While transmission of the bacterial component of the coral microbiome receives comparatively less attention than their algal counterparts, bacterial transmission research has gained recent traction following the revelation of the importance of these partners. Bacteria can provide the coral with a variety of benefits [reviewed in Bourne et al. (2016)] including antibacterial compounds to protect against pathogens (Ritchie, 2006), ultraviolet light–absorbing pigments to reduce the impact of high light conditions (Ravindran et al., 2013) and provisioning important nutrients (Wild et al., 2004). Vertical transmission of bacteria, likely through the mucus layer that coats egg-sperm bundles (Damjanovic et al., 2020b) has been observed for several coral species (Leite et al., 2017; Bernasconi et al., 2019; Damjanovic et al., 2020b). Bacteria can also be transmitted horizontally to the coral from a variety of sources including sediment and the water column but also more charismatic sources such as fireworms (Aeby and Santavy, 2006), echinoderms (Chong-Seng et al., 2011), gastropods (Raymundo et al., 2010; Nicolet et al., 2018), and bites from butterflyfish (Aeby and Santavy, 2006; Raymundo et al., 2010; Chong-Seng et al., 2011; Martin et al., 2018; Nicolet et al., 2018) and parrotfish (Ezzat et al., 2020). While the main source of bacteria in the early life history stages of corals is thought to be the water column (Patten et al., 2008; Apprill et al., 2009, 2012), sediment bacterial communities are among the most taxonomically diverse within coral reef habitats (Schöttner et al., 2012) and bacterial taxa in the coral mucus layer show higher similarity with sediment than with surrounding seawater (Carlos et al., 2013). The plethora of bacterial sources that potentially interact with coral life stages makes understanding bacterial establishment in corals complex, with the exact role of reef sediment in these relationships remaining largely underexplored.

High sediment loads in environments such as reefs near river mouths can dramatically impact the health of a coral, directly affecting coral host physiology and changes in the microbial community.
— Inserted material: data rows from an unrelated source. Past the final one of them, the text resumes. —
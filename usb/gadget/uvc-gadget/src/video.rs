//! UVC class-specific descriptors.
//!
//! Each descriptor is a variant of [`VideoDescriptor`] carrying its own fields; its
//! wire length is computed from those fields. Counts and totals that depend on the
//! surrounding descriptors (a header's wTotalLength, bNumFormats, a format's
//! bNumFrameDescriptors) are not stored but supplied by the configuration encoder.

use driver_gadget::descriptor::DescriptorWriter;

use crate::uvc::*;

#[derive(Clone, Copy, Debug, Eq, PartialEq)]
pub enum FrameIntervals {
    /// The frame rates the frame supports, in 100 ns units.
    Discrete(&'static [u32]),
    Continuous { min: u32, max: u32, step: u32 },
}

impl FrameIntervals {
    const fn len(&self) -> usize {
        match self {
            Self::Discrete(intervals) => 4 * intervals.len(),
            Self::Continuous { .. } => 12,
        }
    }

    /// bFrameIntervalType
    const fn kind(&self) -> u8 {
        match self {
            Self::Discrete(intervals) => intervals.len() as u8,
            Self::Continuous { .. } => 0,
        }
    }

    pub const fn contains(&self, interval: u32) -> bool {
        match *self {
            Self::Discrete(intervals) => {
                let mut i = 0;
                while i < intervals.len() {
                    if intervals[i] == interval {
                        return true;
                    }
                    i += 1;
                }
                false
            }
            Self::Continuous { min, max, step } => {
                interval >= min && interval <= max && step != 0 && (interval - min) % step == 0
            }
        }
    }

    const fn write<const N: usize>(&self, mut w: DescriptorWriter<N>) -> DescriptorWriter<N> {
        match *self {
            Self::Discrete(intervals) => {
                let mut i = 0;
                while i < intervals.len() {
                    w = w.dword(intervals[i]);
                    i += 1;
                }
                w
            }
            Self::Continuous { min, max, step } => w.dword(min).dword(max).dword(step),
        }
    }
}

/// Fields shared by uncompressed and MJPEG frame descriptors.
#[derive(Clone, Copy, Debug, Eq, PartialEq)]
pub struct Frame {
    pub frame_index: u8,
    pub capabilities: u8,
    pub width: u16,
    pub height: u16,
    pub min_bit_rate: u32,
    pub max_bit_rate: u32,
    pub max_frame_buffer_size: u32,
    pub default_frame_interval: u32,
    pub intervals: FrameIntervals,
}

impl Frame {
    const fn len(&self) -> usize {
        26 + self.intervals.len()
    }

    const fn write<const N: usize>(&self, w: DescriptorWriter<N>, subtype: u8) -> DescriptorWriter<N> {
        let w = w
            .byte(self.len() as u8)
            .byte(CS_INTERFACE)
            .byte(subtype)
            .byte(self.frame_index)
            .byte(self.capabilities)
            .word(self.width)
            .word(self.height)
            .dword(self.min_bit_rate)
            .dword(self.max_bit_rate)
            .dword(self.max_frame_buffer_size)
            .dword(self.default_frame_interval)
            .byte(self.intervals.kind());
        self.intervals.write(w)
    }
}

/// Values a descriptor derives from the descriptors that follow it.
#[derive(Clone, Copy, Debug, Default, Eq, PartialEq)]
pub struct Computed {
    /// wTotalLength of a video control or input header.
    pub total_length: u16,
    /// bNumFormats of an input header, bNumFrameDescriptors of a format.
    pub count: u8,
}

#[derive(Clone, Copy, Debug, Eq, PartialEq)]
pub enum VideoDescriptor {
    /// Class-specific video control interface header.
    VcHeader {
        uvc: u16,
        clock_frequency: u32,
        /// Video streaming interfaces in this collection.
        interfaces: &'static [u8],
    },
    /// Input terminal of type ITT_CAMERA.
    CameraTerminal {
        terminal_id: u8,
        associated_terminal: u8,
        terminal_str: u8,
        objective_focal_length_min: u16,
        objective_focal_length_max: u16,
        ocular_focal_length: u16,
        controls: &'static [u8],
    },
    ProcessingUnit {
        unit_id: u8,
        source_id: u8,
        max_multiplier: u16,
        controls: &'static [u8],
        processing_str: u8,
        video_standards: u8,
    },
    ExtensionUnit {
        unit_id: u8,
        guid: [u8; 16],
        num_controls: u8,
        sources: &'static [u8],
        controls: &'static [u8],
        extension_str: u8,
    },
    OutputTerminal {
        terminal_id: u8,
        terminal_type: u16,
        associated_terminal: u8,
        source_id: u8,
        terminal_str: u8,
    },
    /// Class-specific video streaming interface header for an IN endpoint.
    InputHeader {
        endpoint_address: u8,
        info: u8,
        terminal_link: u8,
        still_capture_method: u8,
        trigger_support: u8,
        trigger_usage: u8,
        control_size: u8,
        /// bmaControls, `control_size` bytes per format.
        controls: &'static [u8],
    },
    FormatUncompressed {
        format_index: u8,
        guid: [u8; 16],
        bits_per_pixel: u8,
        default_frame_index: u8,
        aspect_ratio_x: u8,
        aspect_ratio_y: u8,
        interlace_flags: u8,
        copy_protect: u8,
    },
    FrameUncompressed(Frame),
    FormatMjpeg {
        format_index: u8,
        flags: u8,
        default_frame_index: u8,
        aspect_ratio_x: u8,
        aspect_ratio_y: u8,
        interlace_flags: u8,
        copy_protect: u8,
    },
    FrameMjpeg(Frame),
    ColorMatching {
        color_primaries: u8,
        transfer_characteristics: u8,
        matrix_coefficients: u8,
    },
}

impl VideoDescriptor {
    /// bLength
    pub const fn len(&self) -> usize {
        match self {
            Self::VcHeader { interfaces, .. } => 12 + interfaces.len(),
            Self::CameraTerminal { controls, .. } => 15 + controls.len(),
            Self::ProcessingUnit { controls, .. } => 10 + controls.len(),
            Self::ExtensionUnit {
                sources, controls, ..
            } => 24 + sources.len() + controls.len(),
            Self::OutputTerminal { .. } => 9,
            Self::InputHeader { controls, .. } => 13 + controls.len(),
            Self::FormatUncompressed { .. } => 27,
            Self::FrameUncompressed(frame) | Self::FrameMjpeg(frame) => frame.len(),
            Self::FormatMjpeg { .. } => 11,
            Self::ColorMatching { .. } => 6,
        }
    }

    pub const fn subtype(&self) -> u8 {
        match self {
            Self::VcHeader { .. } => VC_HEADER,
            Self::CameraTerminal { .. } => VC_INPUT_TERMINAL,
            Self::ProcessingUnit { .. } => VC_PROCESSING_UNIT,
            Self::ExtensionUnit { .. } => VC_EXTENSION_UNIT,
            Self::OutputTerminal { .. } => VC_OUTPUT_TERMINAL,
            Self::InputHeader { .. } => VS_INPUT_HEADER,
            Self::FormatUncompressed { .. } => VS_FORMAT_UNCOMPRESSED,
            Self::FrameUncompressed(_) => VS_FRAME_UNCOMPRESSED,
            Self::FormatMjpeg { .. } => VS_FORMAT_MJPEG,
            Self::FrameMjpeg(_) => VS_FRAME_MJPEG,
            Self::ColorMatching { .. } => VS_COLORFORMAT,
        }
    }

    /// Headers whose totals cover the descriptors after them.
    pub const fn is_header(&self) -> bool {
        matches!(self, Self::VcHeader { .. } | Self::InputHeader { .. })
    }

    pub const fn is_format(&self) -> bool {
        matches!(
            self,
            Self::FormatUncompressed { .. } | Self::FormatMjpeg { .. }
        )
    }

    pub const fn is_frame(&self) -> bool {
        matches!(self, Self::FrameUncompressed(_) | Self::FrameMjpeg(_))
    }

    /// bTerminalID or bUnitID of a video control entity.
    pub const fn entity_id(&self) -> Option<u8> {
        match *self {
            Self::CameraTerminal { terminal_id, .. } | Self::OutputTerminal { terminal_id, .. } => {
                Some(terminal_id)
            }
            Self::ProcessingUnit { unit_id, .. } | Self::ExtensionUnit { unit_id, .. } => {
                Some(unit_id)
            }
            _ => None,
        }
    }

    pub const fn write<const N: usize>(
        &self,
        w: DescriptorWriter<N>,
        computed: Computed,
    ) -> DescriptorWriter<N> {
        let w = match self {
            Self::FrameUncompressed(_) | Self::FrameMjpeg(_) => w,
            _ => w.byte(self.len() as u8).byte(CS_INTERFACE).byte(self.subtype()),
        };

        match *self {
            Self::VcHeader {
                uvc,
                clock_frequency,
                interfaces,
            } => w
                .word(uvc)
                .word(computed.total_length)
                .dword(clock_frequency)
                .byte(interfaces.len() as u8)
                .bytes(interfaces),
            Self::CameraTerminal {
                terminal_id,
                associated_terminal,
                terminal_str,
                objective_focal_length_min,
                objective_focal_length_max,
                ocular_focal_length,
                controls,
            } => w
                .byte(terminal_id)
                .word(ITT_CAMERA)
                .byte(associated_terminal)
                .byte(terminal_str)
                .word(objective_focal_length_min)
                .word(objective_focal_length_max)
                .word(ocular_focal_length)
                .byte(controls.len() as u8)
                .bytes(controls),
            Self::ProcessingUnit {
                unit_id,
                source_id,
                max_multiplier,
                controls,
                processing_str,
                video_standards,
            } => w
                .byte(unit_id)
                .byte(source_id)
                .word(max_multiplier)
                .byte(controls.len() as u8)
                .bytes(controls)
                .byte(processing_str)
                .byte(video_standards),
            Self::ExtensionUnit {
                unit_id,
                guid,
                num_controls,
                sources,
                controls,
                extension_str,
            } => w
                .byte(unit_id)
                .bytes(&guid)
                .byte(num_controls)
                .byte(sources.len() as u8)
                .bytes(sources)
                .byte(controls.len() as u8)
                .bytes(controls)
                .byte(extension_str),
            Self::OutputTerminal {
                terminal_id,
                terminal_type,
                associated_terminal,
                source_id,
                terminal_str,
            } => w
                .byte(terminal_id)
                .word(terminal_type)
                .byte(associated_terminal)
                .byte(source_id)
                .byte(terminal_str),
            Self::InputHeader {
                endpoint_address,
                info,
                terminal_link,
                still_capture_method,
                trigger_support,
                trigger_usage,
                control_size,
                controls,
            } => w
                .byte(computed.count)
                .word(computed.total_length)
                .byte(endpoint_address)
                .byte(info)
                .byte(terminal_link)
                .byte(still_capture_method)
                .byte(trigger_support)
                .byte(trigger_usage)
                .byte(control_size)
                .bytes(controls),
            Self::FormatUncompressed {
                format_index,
                guid,
                bits_per_pixel,
                default_frame_index,
                aspect_ratio_x,
                aspect_ratio_y,
                interlace_flags,
                copy_protect,
            } => w
                .byte(format_index)
                .byte(computed.count)
                .bytes(&guid)
                .byte(bits_per_pixel)
                .byte(default_frame_index)
                .byte(aspect_ratio_x)
                .byte(aspect_ratio_y)
                .byte(interlace_flags)
                .byte(copy_protect),
            Self::FrameUncompressed(ref frame) => frame.write(w, VS_FRAME_UNCOMPRESSED),
            Self::FormatMjpeg {
                format_index,
                flags,
                default_frame_index,
                aspect_ratio_x,
                aspect_ratio_y,
                interlace_flags,
                copy_protect,
            } => w
                .byte(format_index)
                .byte(computed.count)
                .byte(flags)
                .byte(default_frame_index)
                .byte(aspect_ratio_x)
                .byte(aspect_ratio_y)
                .byte(interlace_flags)
                .byte(copy_protect),
            Self::FrameMjpeg(ref frame) => frame.write(w, VS_FRAME_MJPEG),
            Self::ColorMatching {
                color_primaries,
                transfer_characteristics,
                matrix_coefficients,
            } => w
                .byte(color_primaries)
                .byte(transfer_characteristics)
                .byte(matrix_coefficients),
        }
    }
}

#[cfg(test)]
mod tests {
    use super::*;

    const FRAME: Frame = Frame {
        frame_index: 1,
        capabilities: 0,
        width: 320,
        height: 240,
        min_bit_rate: 0x0119_4000,
        max_bit_rate: 0x0119_4000,
        max_frame_buffer_size: 0x500,
        default_frame_interval: 2_000_000,
        intervals: FrameIntervals::Discrete(&[2_000_000]),
    };

    #[test]
    fn lengths_follow_variable_fields() {
        let pu = VideoDescriptor::ProcessingUnit {
            unit_id: 1,
            source_id: 2,
            max_multiplier: 0x400,
            controls: &[0, 0, 0],
            processing_str: 1,
            video_standards: 0,
        };
        assert_eq!(pu.len(), 13);
        assert_eq!(VideoDescriptor::FrameUncompressed(FRAME).len(), 30);

        let continuous = Frame {
            intervals: FrameIntervals::Continuous {
                min: 333_333,
                max: 2_000_000,
                step: 333_333,
            },
            ..FRAME
        };
        assert_eq!(VideoDescriptor::FrameMjpeg(continuous).len(), 38);
    }

    #[test]
    fn frame_encoding() {
        const ENCODED: [u8; 30] = VideoDescriptor::FrameUncompressed(FRAME)
            .write(DescriptorWriter::<30>::new(), Computed {
                total_length: 0,
                count: 0,
            })
            .finish();
        assert_eq!(&ENCODED[..5], &[30, CS_INTERFACE, VS_FRAME_UNCOMPRESSED, 1, 0]);
        assert_eq!(&ENCODED[5..9], &[0x40, 0x01, 0xF0, 0x00]);
        assert_eq!(ENCODED[25], 1);
        assert_eq!(&ENCODED[26..], &2_000_000u32.to_le_bytes());
    }

    #[test]
    fn header_uses_computed_totals() {
        let header = VideoDescriptor::VcHeader {
            uvc: 0x0110,
            clock_frequency: 6_000_000,
            interfaces: &[1],
        };
        let bytes = header
            .write(DescriptorWriter::<13>::new(), Computed {
                total_length: 80,
                count: 0,
            })
            .finish();
        assert_eq!(
            bytes,
            [13, 0x24, 0x01, 0x10, 0x01, 80, 0, 0x80, 0x8D, 0x5B, 0x00, 1, 1]
        );
    }

    #[test]
    fn interval_membership() {
        assert!(FRAME.intervals.contains(2_000_000));
        assert!(!FRAME.intervals.contains(333_333));
        let range = FrameIntervals::Continuous {
            min: 100,
            max: 400,
            step: 100,
        };
        assert!(range.contains(300));
        assert!(!range.contains(250));
        assert!(!range.contains(500));
    }
}
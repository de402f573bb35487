//! Standard USB descriptors, as the device serializes them onto the wire.
//!
//! Descriptors are plain field records with a `const fn write` that appends their exact
//! wire bytes to a [`DescriptorWriter`]. Lengths are derived from the fields rather than
//! from a packed struct layout, so a whole descriptor blob can be assembled and checked
//! in a `const` item. Class-specific records follow the same shape in the crates that
//! define them.

pub use self::config::{
    ConfigDescriptor, InterfaceAssociationDescriptor, CONFIG_ATTR_BUS_POWERED,
    CONFIG_ATTR_REMOTE_WAKEUP, CONFIG_ATTR_SELF_POWERED,
};
pub use self::device::DeviceDescriptor;
pub use self::endpoint::{EndpointDescriptor, ENDPOINT_DIR_IN};
pub use self::interface::InterfaceDescriptor;
pub use self::string::{encode_langids, encode_string, string_descriptor_len, LANGID_EN_US};

/// Descriptor types a full-speed device deals with (USB2 Table 9-5, plus the
/// interface association type from the IAD ECN).
#[derive(Clone, Copy, Debug, Eq, PartialEq)]
#[repr(u8)]
pub enum DescriptorKind {
    Device = 1,
    Configuration = 2,
    String = 3,
    Interface = 4,
    Endpoint = 5,
    /// Only returned by high-speed capable devices; a full-speed device stalls it.
    DeviceQualifier = 6,
    OtherSpeedConfiguration = 7,
    InterfacePower = 8,
    InterfaceAssociation = 11,
}

impl DescriptorKind {
    pub fn from_u8(kind: u8) -> Option<Self> {
        Some(match kind {
            1 => Self::Device,
            2 => Self::Configuration,
            3 => Self::String,
            4 => Self::Interface,
            5 => Self::Endpoint,
            6 => Self::DeviceQualifier,
            7 => Self::OtherSpeedConfiguration,
            8 => Self::InterfacePower,
            11 => Self::InterfaceAssociation,
            _ => return None,
        })
    }
}

/// Fixed-capacity byte sink usable in `const` evaluation.
///
/// Every method takes and returns the writer by value so that descriptor encoders can
/// run at compile time. [`DescriptorWriter::finish`] fails the build when the encoded
/// length differs from the capacity the caller computed up front.
pub struct DescriptorWriter<const N: usize> {
    buf: [u8; N],
    pos: usize,
}

impl<const N: usize> DescriptorWriter<N> {
    pub const fn new() -> Self {
        Self {
            buf: [0; N],
            pos: 0,
        }
    }

    pub const fn position(&self) -> usize {
        self.pos
    }

    pub const fn byte(mut self, byte: u8) -> Self {
        assert!(self.pos < N, "descriptor overflows its buffer");
        self.buf[self.pos] = byte;
        self.pos += 1;
        self
    }

    pub const fn word(self, word: u16) -> Self {
        let bytes = word.to_le_bytes();
        self.byte(bytes[0]).byte(bytes[1])
    }

    pub const fn dword(self, dword: u32) -> Self {
        let bytes = dword.to_le_bytes();
        self.byte(bytes[0])
            .byte(bytes[1])
            .byte(bytes[2])
            .byte(bytes[3])
    }

    pub const fn bytes(mut self, bytes: &[u8]) -> Self {
        let mut i = 0;
        while i < bytes.len() {
            self = self.byte(bytes[i]);
            i += 1;
        }
        self
    }

    pub const fn finish(self) -> [u8; N] {
        assert!(self.pos == N, "descriptor is shorter than its declared length");
        self.buf
    }
}

/// Bounds a descriptor reply by what the host asked for.
///
/// The host's wLength is only an upper bound; the reply never extends past the
/// descriptor itself.
pub fn descriptor_data(descriptor: &'static [u8], requested: u16) -> &'static [u8] {
    let len = descriptor.len().min(usize::from(requested));
    &descriptor[..len]
}

/// Walks a buffer of concatenated descriptors, yielding `(bLength, bDescriptorType, bytes)`.
///
/// Iteration stops at the first record whose bLength is zero or runs past the buffer.
pub struct DescriptorIter<'a> {
    bytes: &'a [u8],
}

impl<'a> DescriptorIter<'a> {
    pub fn new(bytes: &'a [u8]) -> Self {
        Self { bytes }
    }
}

impl<'a> From<&'a [u8]> for DescriptorIter<'a> {
    fn from(slice: &'a [u8]) -> Self {
        Self::new(slice)
    }
}

impl<'a> Iterator for DescriptorIter<'a> {
    type Item = (u8, u8, &'a [u8]);

    fn next(&mut self) -> Option<Self::Item> {
        let (&len, rest) = self.bytes.split_first()?;
        let &kind = rest.first()?;
        if len < 2 || len as usize > self.bytes.len() {
            return None;
        }
        let (desc, rest) = self.bytes.split_at(len as usize);
        self.bytes = rest;
        Some((len, kind, desc))
    }
}

pub(crate) mod config;
pub(crate) mod device;
pub(crate) mod endpoint;
pub(crate) mod interface;
pub(crate) mod string;

#[cfg(test)]
mod tests {
    use super::*;

    const ENCODED: [u8; 7] = DescriptorWriter::<7>::new()
        .byte(7)
        .word(0x1234)
        .dword(0xAABB_CCDD)
        .finish();

    #[test]
    fn writer_is_little_endian() {
        assert_eq!(ENCODED, [7, 0x34, 0x12, 0xDD, 0xCC, 0xBB, 0xAA]);
    }

    #[test]
    fn clamps_to_request() {
        static DESC: [u8; 4] = [4, 3, 0x09, 0x04];
        assert_eq!(descriptor_data(&DESC, 2), &DESC[..2]);
        assert_eq!(descriptor_data(&DESC, 0xFFFF), &DESC[..]);
        assert!(descriptor_data(&DESC, 0).is_empty());
    }

    #[test]
    fn iter_stops_on_truncated_record() {
        let bytes = [2, 1, 4, 5, 0];
        let records: Vec<_> = DescriptorIter::new(&bytes).collect();
        assert_eq!(records, vec![(2, 1, &bytes[..2])]);
    }
}
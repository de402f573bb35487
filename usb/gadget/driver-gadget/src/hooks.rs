//! Callbacks through which a class driver observes events that are not part of
//! enumeration, without the core depending on that driver.

pub type RawReceiveHook = Box<dyn FnMut(&[u8]) + Send>;
pub type InterfaceSetupHook = Box<dyn FnMut(u8, u8) + Send>;

#[derive(Clone, Copy, Debug, Eq, Hash, PartialEq)]
pub enum HookKind {
    /// A packet arrived on a non-control OUT endpoint.
    RawReceive,
    /// The host selected an alternate setting with SET_INTERFACE.
    InterfaceSetup,
}

pub enum Hook {
    RawReceive(RawReceiveHook),
    InterfaceSetup(InterfaceSetupHook),
}

impl Hook {
    pub fn raw_receive(f: impl FnMut(&[u8]) + Send + 'static) -> Self {
        Self::RawReceive(Box::new(f))
    }

    pub fn interface_setup(f: impl FnMut(u8, u8) + Send + 'static) -> Self {
        Self::InterfaceSetup(Box::new(f))
    }

    pub fn kind(&self) -> HookKind {
        match self {
            Self::RawReceive(_) => HookKind::RawReceive,
            Self::InterfaceSetup(_) => HookKind::InterfaceSetup,
        }
    }
}

#[derive(Clone, Copy, Debug, Eq, PartialEq)]
pub enum HookContext<'a> {
    RawReceive(&'a [u8]),
    InterfaceSetup { interface: u8, alternate_setting: u8 },
}

impl HookContext<'_> {
    pub fn kind(&self) -> HookKind {
        match self {
            Self::RawReceive(_) => HookKind::RawReceive,
            Self::InterfaceSetup { .. } => HookKind::InterfaceSetup,
        }
    }
}

/// At most one callback per kind; a later registration replaces the earlier one.
#[derive(Default)]
pub struct HookTable {
    raw_receive: Option<RawReceiveHook>,
    interface_setup: Option<InterfaceSetupHook>,
}

impl HookTable {
    pub fn new() -> Self {
        Self::default()
    }

    /// Returns whether a previous callback of the same kind was replaced.
    pub fn register(&mut self, hook: Hook) -> bool {
        match hook {
            Hook::RawReceive(f) => self.raw_receive.replace(f).is_some(),
            Hook::InterfaceSetup(f) => self.interface_setup.replace(f).is_some(),
        }
    }

    pub fn unregister(&mut self, kind: HookKind) -> bool {
        match kind {
            HookKind::RawReceive => self.raw_receive.take().is_some(),
            HookKind::InterfaceSetup => self.interface_setup.take().is_some(),
        }
    }

    pub fn is_registered(&self, kind: HookKind) -> bool {
        match kind {
            HookKind::RawReceive => self.raw_receive.is_some(),
            HookKind::InterfaceSetup => self.interface_setup.is_some(),
        }
    }

    /// Runs the callback registered for the context's kind. Returns `false` when none is
    /// registered, which is not an error.
    pub fn invoke(&mut self, context: HookContext<'_>) -> bool {
        match context {
            HookContext::RawReceive(buf) => match self.raw_receive.as_mut() {
                Some(f) => {
                    f(buf);
                    true
                }
                None => false,
            },
            HookContext::InterfaceSetup {
                interface,
                alternate_setting,
            } => match self.interface_setup.as_mut() {
                Some(f) => {
                    f(interface, alternate_setting);
                    true
                }
                None => false,
            },
        }
    }
}

#[cfg(test)]
mod tests {
    use super::*;
    use std::sync::{Arc, Mutex};

    #[test]
    fn delivers_exact_buffer() {
        let seen = Arc::new(Mutex::new(Vec::new()));
        let sink = Arc::clone(&seen);

        let mut hooks = HookTable::new();
        assert!(!hooks.register(Hook::raw_receive(move |buf| {
            sink.lock().unwrap().push(buf.to_vec())
        })));

        assert!(hooks.invoke(HookContext::RawReceive(b"\x01\x02\x03")));
        assert_eq!(*seen.lock().unwrap(), vec![vec![1, 2, 3]]);
    }

    #[test]
    fn missing_hook_is_a_no_op() {
        let mut hooks = HookTable::new();
        assert!(!hooks.invoke(HookContext::RawReceive(&[0xAA])));
        assert!(!hooks.invoke(HookContext::InterfaceSetup {
            interface: 1,
            alternate_setting: 0
        }));
    }

    #[test]
    fn last_registration_wins() {
        let calls = Arc::new(Mutex::new(Vec::new()));
        let (first, second) = (Arc::clone(&calls), Arc::clone(&calls));

        let mut hooks = HookTable::new();
        hooks.register(Hook::interface_setup(move |i, a| {
            first.lock().unwrap().push(("first", i, a))
        }));
        assert!(hooks.register(Hook::interface_setup(move |i, a| {
            second.lock().unwrap().push(("second", i, a))
        })));

        hooks.invoke(HookContext::InterfaceSetup {
            interface: 1,
            alternate_setting: 0,
        });
        assert_eq!(*calls.lock().unwrap(), vec![("second", 1, 0)]);
    }

    #[test]
    fn unregister() {
        let mut hooks = HookTable::new();
        hooks.register(Hook::raw_receive(|_| {}));
        assert!(hooks.is_registered(HookKind::RawReceive));
        assert!(hooks.unregister(HookKind::RawReceive));
        assert!(!hooks.is_registered(HookKind::RawReceive));
        assert_eq!(HookContext::RawReceive(&[]).kind(), HookKind::RawReceive);
    }
}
Sedimentation can contribute to compromised coral health (Weber et al., 2012; Sheridan et al., 2014; Pollock et al., 2016) coral species community structure can shift dramatically with proximity to river mouths (West and Van Woesik, 2001). Sediment can negatively impact the coral host directly by removing sperm from seawater surface during reproduction events (Ricardo et al., 2015) and forcing the coral to incur energetic costs through sediment shedding, as the coral would otherwise be smothered (Fabricius and Sea, 2005). Suspended sediments can reduce light availability as silt and clay particles block sunlight, thereby reducing photosynthesis in symbiotic corals (Cortes and Risk, 1985; Fabricius and Wolanski, 2000; Fabricius et al., 2003). Sedimentation further promotes low oxygen environments (Li et al., 2014) and increases the availability of organic material and nutrients on reefs (Haapkylä et al., 2011). These environmental impacts can alter the coral microbiome by changing abiotic conditions, some of which facilitate the growth of harmful bacteria (Erftemeijer et al., 2012). Sediment can also directly deliver harmful bacteria to the coral host, as may be the case with most instances of stony coral tissue loss disease (Rosales et al., 2020). Sediment thus can have a multifold impact on the coral organism including via restructuring of its microbial members.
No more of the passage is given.